I should mention that my view of time (inspired by spacetime physics) make death a bit less monstrous.
Could you elaborate on that? Or start a new thread?
Well, I would be dishonest if I said that such speculations represent my view but.....let's let our imaginations go a bit:
In cognitive science, as well as in the common understanding, consciousness is associated with various abilities that allow us to navigate the word, to be aware in the sense of being able to deal with and talk about objects and situations in the world. This is, in principle, explainable in totally functionlaistic/physicalistic terms: brains, neural computations, language, etc.
On the other hand, there is an intuition that there is some basic aspect of consciousness that is not reducible to such considerations.
I think the intutions is that consciousness is a basic aspect of reality just as matter is a basic aspect. (personally I think our intuitions about material "stuff" are just as naïve as such intuitions about consciousness).
In any case, if one were to take the view that there is such a fundamental aspect of reality, "basic consciousness", then one could speculate on its forms. In some Hindu thought, the consciousness associated with individual human (or animal) egos is a certain state of this basic consciousness somehow separated out into individualities like droplets separated from the ocean. The Higher Self is like the ocean; it is a Self that we all somehow share and originate from --sort of like all matter originates in some primal eruption from some vacuum state. This is very fuzzy and wooly thinking in my opinion but it has a certain intuitive appeal and enjoys a popularity with newagers and even some scientists.

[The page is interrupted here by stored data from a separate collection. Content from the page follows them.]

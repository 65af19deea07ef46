//! Per-resource advisory locks
//!
//! Mutating operations on the same pool, dataset or path are serialized
//! through a lock keyed by resource name. Entries exist only while someone
//! holds or waits for them; the guard removes its entry on drop, on every
//! exit path.

use dashmap::DashMap;
use std::sync::Arc;
use tokio::sync::{Mutex, OwnedMutexGuard};
use tracing::trace;

type LockTable = DashMap<String, Arc<Mutex<()>>>;

/// Table of named async locks
#[derive(Clone, Default)]
pub struct ResourceLocks {
    table: Arc<LockTable>,
}

impl ResourceLocks {
    pub fn new() -> Self {
        Self::default()
    }

    /// Wait for exclusive use of `key`
    pub async fn acquire(&self, key: impl Into<String>) -> ResourceGuard {
        let key = key.into();
        let mutex = self
            .table
            .entry(key.clone())
            .or_insert_with(|| Arc::new(Mutex::new(())))
            .clone();

        trace!(resource = %key, "Waiting for resource lock");
        let guard = mutex.lock_owned().await;
        trace!(resource = %key, "Acquired resource lock");

        ResourceGuard {
            key,
            guard: Some(guard),
            table: self.table.clone(),
        }
    }

    /// Acquire several keys in sorted order, so two callers naming the same
    /// keys in different orders cannot deadlock
    pub async fn acquire_many<I, S>(&self, keys: I) -> Vec<ResourceGuard>
    where
        I: IntoIterator<Item = S>,
        S: Into<String>,
    {
        let mut keys: Vec<String> = keys.into_iter().map(Into::into).collect();
        keys.sort();
        keys.dedup();

        let mut guards = Vec::with_capacity(keys.len());
        for key in keys {
            guards.push(self.acquire(key).await);
        }
        guards
    }

    /// Whether `key` is currently held or awaited
    pub fn is_locked(&self, key: &str) -> bool {
        self.table.contains_key(key)
    }

    /// Number of keys currently held or awaited
    pub fn active(&self) -> usize {
        self.table.len()
    }
}

/// Lock key for a pool
pub fn pool_key(name: &str) -> String {
    format!("pool:{}", name)
}

/// Lock key for a dataset (snapshots lock their dataset)
pub fn dataset_key(name: &str) -> String {
    format!("dataset:{}", name)
}

/// Lock key for a btrfs subvolume, by pool and path below its mountpoint
pub fn subvolume_key(pool: &str, path: &str) -> String {
    format!("subvolume:{}/{}", pool, path.trim_matches('/'))
}

/// Lock key for an absolute file-tree path
pub fn path_key(path: &std::path::Path) -> String {
    format!("path:{}", path.display())
}

/// Held lock; released on drop
pub struct ResourceGuard {
    key: String,
    guard: Option<OwnedMutexGuard<()>>,
    table: Arc<LockTable>,
}

impl ResourceGuard {
    pub fn key(&self) -> &str {
        &self.key
    }
}

impl std::fmt::Debug for ResourceGuard {
    fn fmt(&self, f: &mut std::fmt::Formatter<'_>) -> std::fmt::Result {
        f.debug_struct("ResourceGuard").field("key", &self.key).finish()
    }
}

impl Drop for ResourceGuard {
    fn drop(&mut self) {
        self.guard.take();
        // Only the table's own reference left: nobody holds or waits
        self.table
            .remove_if(&self.key, |_, mutex| Arc::strong_count(mutex) == 1);
        trace!(resource = %self.key, "Released resource lock");
    }
}

#[cfg(test)]
mod tests {
    use super::*;
    use std::sync::atomic::{AtomicUsize, Ordering};
    use std::time::Duration;

    #[tokio::test]
    async fn test_guard_drop_removes_entry() {
        let locks = ResourceLocks::new();
        {
            let guard = locks.acquire(pool_key("tank")).await;
            assert_eq!(guard.key(), "pool:tank");
            assert!(locks.is_locked("pool:tank"));
        }
        assert!(!locks.is_locked("pool:tank"));
        assert_eq!(locks.active(), 0);
    }

    #[tokio::test]
    async fn test_same_key_is_serialized() {
        let locks = ResourceLocks::new();
        let inside = Arc::new(AtomicUsize::new(0));
        let max_inside = Arc::new(AtomicUsize::new(0));

        let tasks: Vec<_> = (0..8)
            .map(|_| {
                let locks = locks.clone();
                let inside = inside.clone();
                let max_inside = max_inside.clone();
                tokio::spawn(async move {
                    let _guard = locks.acquire(dataset_key("tank/data")).await;
                    let now = inside.fetch_add(1, Ordering::SeqCst) + 1;
                    max_inside.fetch_max(now, Ordering::SeqCst);
                    tokio::time::sleep(Duration::from_millis(2)).await;
                    inside.fetch_sub(1, Ordering::SeqCst);
                })
            })
            .collect();
        for task in tasks {
            task.await.unwrap();
        }

        assert_eq!(max_inside.load(Ordering::SeqCst), 1);
        assert_eq!(locks.active(), 0);
    }

    #[tokio::test]
    async fn test_distinct_keys_do_not_block() {
        let locks = ResourceLocks::new();
        let _a = locks.acquire(pool_key("a")).await;
        let b = tokio::time::timeout(Duration::from_secs(1), locks.acquire(pool_key("b"))).await;
        assert!(b.is_ok());
    }

    #[tokio::test]
    async fn test_acquire_many_dedups() {
        let locks = ResourceLocks::new();
        let guards = locks.acquire_many(["path:/b", "path:/a", "path:/b"]).await;
        assert_eq!(guards.len(), 2);
        assert_eq!(guards[0].key(), "path:/a");
    }
}
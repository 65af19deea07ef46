//! Storage Control Plane Module
//!
//! Translates storage intents into structured backend commands, executes
//! them, and parses the results. Also hosts the thin REST surface.

pub mod api;
pub mod backends;
pub mod executor;
pub mod locks;
pub mod orchestrator;

#[cfg(test)]
mod testing;

pub use api::*;
pub use backends::{BackendBinaries, CommandBuilder, PoolPlan, PoolRequest, RaidLevel, SkippedOption};
pub use executor::SystemCommandRunner;
pub use locks::{ResourceGuard, ResourceLocks};
pub use orchestrator::*;
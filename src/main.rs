//! Adaptive Storage
//!
//! Storage orchestration service: profiles the host CPU once at startup,
//! then serves pool, dataset, snapshot and file-tree operations over REST.

use anyhow::Context;
use clap::Parser;
use std::net::SocketAddr;
use std::path::PathBuf;
use std::sync::Arc;
use tracing::{error, info, Level};
use tracing_subscriber::{fmt, prelude::*, EnvFilter};

use adaptive_storage::{
    ApiServer, ApiServerConfig, ArchitectureProfiler, Backend, BackendBinaries, CommandMetrics,
    FileTreeConfig, FileTreeMetrics, OrchestratorConfig, SafeFileTree,
    StorageOrchestrator, SystemCommandRunner, SystemCpuInspector,
};

// =============================================================================
// CLI Arguments
// =============================================================================

/// Adaptive Storage - architecture-aware ZFS/Btrfs/mdadm orchestration
#[derive(Parser, Debug)]
#[command(author, version, about, long_about = None)]
struct Args {
    /// REST API bind address
    #[arg(long, env = "API_ADDR", default_value = "0.0.0.0:8090")]
    api_addr: String,

    /// Health server bind address
    #[arg(long, env = "HEALTH_ADDR", default_value = "0.0.0.0:8081")]
    health_addr: String,

    /// Metrics server bind address
    #[arg(long, env = "METRICS_ADDR", default_value = "0.0.0.0:8080")]
    metrics_addr: String,

    /// Root directory of the file tree
    #[arg(long, env = "FILES_ROOT", default_value = "/data/uploads")]
    files_root: PathBuf,

    /// Directory under which labelled btrfs filesystems are mounted
    #[arg(long, env = "BTRFS_MOUNT_ROOT", default_value = "/mnt")]
    btrfs_mount_root: PathBuf,

    /// Enabled storage backends
    #[arg(long, env = "BACKENDS", value_delimiter = ',', default_value = "zfs,btrfs,mdadm")]
    backends: Vec<String>,

    /// zpool binary
    #[arg(long, env = "ZPOOL_BIN", default_value = "zpool")]
    zpool_bin: String,

    /// zfs binary
    #[arg(long, env = "ZFS_BIN", default_value = "zfs")]
    zfs_bin: String,

    /// btrfs binary
    #[arg(long, env = "BTRFS_BIN", default_value = "btrfs")]
    btrfs_bin: String,

    /// mkfs.btrfs binary
    #[arg(long, env = "MKFS_BTRFS_BIN", default_value = "mkfs.btrfs")]
    mkfs_btrfs_bin: String,

    /// mdadm binary
    #[arg(long, env = "MDADM_BIN", default_value = "mdadm")]
    mdadm_bin: String,

    /// Max upload size in bytes
    #[arg(long, env = "MAX_BODY_SIZE", default_value = "67108864")]
    max_body_size: usize,

    /// Log level (trace, debug, info, warn, error)
    #[arg(long, env = "LOG_LEVEL", default_value = "info")]
    log_level: String,

    /// Output logs as JSON
    #[arg(long, env = "LOG_JSON")]
    log_json: bool,
}

impl Args {
    fn orchestrator_config(&self) -> anyhow::Result<OrchestratorConfig> {
        let enabled_backends = self
            .backends
            .iter()
            .map(|b| b.parse::<Backend>())
            .collect::<adaptive_storage::Result<Vec<_>>>()
            .context("invalid --backends")?;

        Ok(OrchestratorConfig {
            enabled_backends,
            binaries: BackendBinaries {
                zpool: self.zpool_bin.clone(),
                zfs: self.zfs_bin.clone(),
                btrfs: self.btrfs_bin.clone(),
                mkfs_btrfs: self.mkfs_btrfs_bin.clone(),
                mdadm: self.mdadm_bin.clone(),
            },
            btrfs_mount_root: self.btrfs_mount_root.clone(),
        })
    }
}

// =============================================================================
// Main
// =============================================================================

#[tokio::main]
async fn main() -> anyhow::Result<()> {
    let args = Args::parse();

    init_logging(&args);

    info!("Starting Adaptive Storage");
    info!("  Version: {}", adaptive_storage::VERSION);
    info!("  REST API: {}", args.api_addr);
    info!("  File tree root: {}", args.files_root.display());
    info!("  Backends: {}", args.backends.join(", "));

    let orch_config = args.orchestrator_config()?;
    let registry = prometheus::default_registry();
    let command_metrics = CommandMetrics::register(registry)?;
    let file_metrics = FileTreeMetrics::register(registry)?;

    let runner = Arc::new(SystemCommandRunner::new().with_metrics(command_metrics));

    // Probe once; the profile is injected, never looked up globally
    let profiler = ArchitectureProfiler::new(Arc::new(SystemCpuInspector::new(runner.clone())));
    profiler
        .initialize()
        .await
        .context("architecture probe failed")?;
    let profile = profiler.get_profile()?.clone();

    let orchestrator = StorageOrchestrator::new(orch_config, runner, profile);
    let files = SafeFileTree::open(FileTreeConfig {
        root: args.files_root.clone(),
    })
    .await
    .with_context(|| format!("cannot open file tree at {}", args.files_root.display()))?
    .with_metrics(file_metrics)
    .with_locks(orchestrator.locks().clone());

    // Start health server
    let health_addr = args.health_addr.clone();
    tokio::spawn(async move {
        if let Err(e) = run_health_server(&health_addr).await {
            error!("Health server error: {}", e);
        }
    });

    // Start metrics server
    let metrics_addr = args.metrics_addr.clone();
    tokio::spawn(async move {
        if let Err(e) = run_metrics_server(&metrics_addr).await {
            error!("Metrics server error: {}", e);
        }
    });

    let api_config = ApiServerConfig {
        rest_addr: args
            .api_addr
            .parse()
            .with_context(|| format!("invalid REST API address {}", args.api_addr))?,
        max_body_size: args.max_body_size,
    };
    let api_server = Arc::new(ApiServer::new(api_config, orchestrator, Arc::new(files)));

    let signal_server = api_server.clone();
    tokio::spawn(async move {
        if tokio::signal::ctrl_c().await.is_ok() {
            info!("Shutdown signal received");
            signal_server.shutdown();
        }
    });

    api_server.run().await?;

    info!("Shutdown complete");
    Ok(())
}

// =============================================================================
// Logging Setup
// =============================================================================

fn init_logging(args: &Args) {
    let level = match args.log_level.to_lowercase().as_str() {
        "trace" => Level::TRACE,
        "debug" => Level::DEBUG,
        "info" => Level::INFO,
        "warn" => Level::WARN,
        "error" => Level::ERROR,
        _ => Level::INFO,
    };

    let mut filter = EnvFilter::from_default_env().add_directive(level.into());
    for directive in ["hyper=warn", "tower=warn", "tower_http=info", "axum=info"] {
        if let Ok(directive) = directive.parse() {
            filter = filter.add_directive(directive);
        }
    }

    if args.log_json {
        tracing_subscriber::registry()
            .with(filter)
            .with(fmt::layer().json())
            .init();
    } else {
        tracing_subscriber::registry()
            .with(filter)
            .with(fmt::layer().with_target(true))
            .init();
    }
}

// =============================================================================
// Health & Metrics Servers
// =============================================================================

fn plain_response(
    status: hyper::StatusCode,
    content_type: &str,
    body: impl Into<hyper::Body>,
) -> hyper::Response<hyper::Body> {
    let mut response = hyper::Response::new(body.into());
    *response.status_mut() = status;
    if let Ok(value) = hyper::header::HeaderValue::from_str(content_type) {
        response
            .headers_mut()
            .insert(hyper::header::CONTENT_TYPE, value);
    }
    response
}

async fn run_health_server(addr: &str) -> anyhow::Result<()> {
    use hyper::service::{make_service_fn, service_fn};
    use hyper::{Body, Request, Server, StatusCode};

    let make_svc = make_service_fn(|_conn| async {
        Ok::<_, std::convert::Infallible>(service_fn(|req: Request<Body>| async move {
            let response = match req.uri().path() {
                "/healthz" | "/livez" | "/readyz" => {
                    plain_response(StatusCode::OK, "text/plain", "ok")
                }
                _ => plain_response(StatusCode::NOT_FOUND, "text/plain", "not found"),
            };
            Ok::<_, std::convert::Infallible>(response)
        }))
    });

    let addr: SocketAddr = addr
        .parse()
        .with_context(|| format!("invalid health server address {}", addr))?;

    info!("Health server listening on {}", addr);
    Server::try_bind(&addr)?.serve(make_svc).await?;
    Ok(())
}

async fn run_metrics_server(addr: &str) -> anyhow::Result<()> {
    use hyper::service::{make_service_fn, service_fn};
    use hyper::{Body, Request, Server, StatusCode};
    use prometheus::{Encoder, TextEncoder};

    let make_svc = make_service_fn(|_conn| async {
        Ok::<_, std::convert::Infallible>(service_fn(|req: Request<Body>| async move {
            let response = match req.uri().path() {
                "/metrics" => {
                    let encoder = TextEncoder::new();
                    let metric_families = prometheus::gather();
                    let mut buffer = Vec::new();
                    match encoder.encode(&metric_families, &mut buffer) {
                        Ok(()) => plain_response(StatusCode::OK, encoder.format_type(), buffer),
                        Err(e) => plain_response(
                            StatusCode::INTERNAL_SERVER_ERROR,
                            "text/plain",
                            e.to_string(),
                        ),
                    }
                }
                _ => plain_response(StatusCode::NOT_FOUND, "text/plain", "not found"),
            };
            Ok::<_, std::convert::Infallible>(response)
        }))
    });

    let addr: SocketAddr = addr
        .parse()
        .with_context(|| format!("invalid metrics server address {}", addr))?;

    info!("Metrics server listening on {}", addr);
    Server::try_bind(&addr)?.serve(make_svc).await?;
    Ok(())
}
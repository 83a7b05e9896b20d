// Authentication module
// Token lifecycle management, credential storage and cookie parsing

pub mod cookies;
mod credentials;
mod manager;
mod refresh;
mod types;

#[cfg(feature = "keyring-storage")]
pub use credentials::KeyringStore;
pub use credentials::{CredentialStore, FileStore, MemoryStore};
pub use manager::{RefreshOutcome, TokenManager};
pub use refresh::{TokenEndpoint, REFRESH_COOKIE_NAME};
pub use types::{
    redact, AuthConfig, BootstrapRecord, CredentialSource, EndpointUrls, FailureRecord,
    LoginCredentials, RemoteEnvelope, Slot, StatusRecord, TokenPair, TokenResolution,
    BOOTSTRAP_HINT, MISSING_REFRESH_TOKEN,
};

As for the thing about time, I was referring to the fact that in relativity theory, it is difficult to come up with a principled way to separate reality into a global future that hasn't happened and a past that has already happened. The set of all events, past and present is often treated as a whole atemporally existing real manifold. For each individual thought, action, or speach act of an individual person, there is a "past" (already partly in memory) and a "future" not yet in memory. For some reason, not well understood there is a sort of arrow of time which makes it appropriate to say that an event may cause what is on the future side but problematic to say that it causes what is on the past side (Tsuzuki would disagree). Causality is thought to point only in the so called "future direction" of the spacetime manifold. But, on the microscopic scale, we see no such preferred directionality. Past and future are on a more equal footing.
This "block universe picture has everything existing all at once so to speak. We might say that we don't stop existing when we die, it is just that our future selves are only in informational contact with the past part of our physical carreer--where now this whole carreer is the reality. This might be thought to create the illusion that something, our existence, is somehow escaping us.
But the block universe picture puts time on a more equal footing with space. So a smart ass might ask why should the fact that my physical being doesn't extend forever in the forward time direction be anymore disturbing than the fact that my physical being doesn’t extend forever in the upward direction (I am not infinitely tall!).
But this block spacetime picture makes it look like we are all fated--the future is already there. But then so far, I have ignored quantum mechanics. In quantum mechanics determinism seems to disappear in some important ways. Combining (general) relativity with quantum mechanics is something not yet achieved in physics so maybe this issue of fatalism in the block spacetime universe picture will be alleviated in future science or future philosophy.
So what is the take away lesson? Relax a bit about this death thing.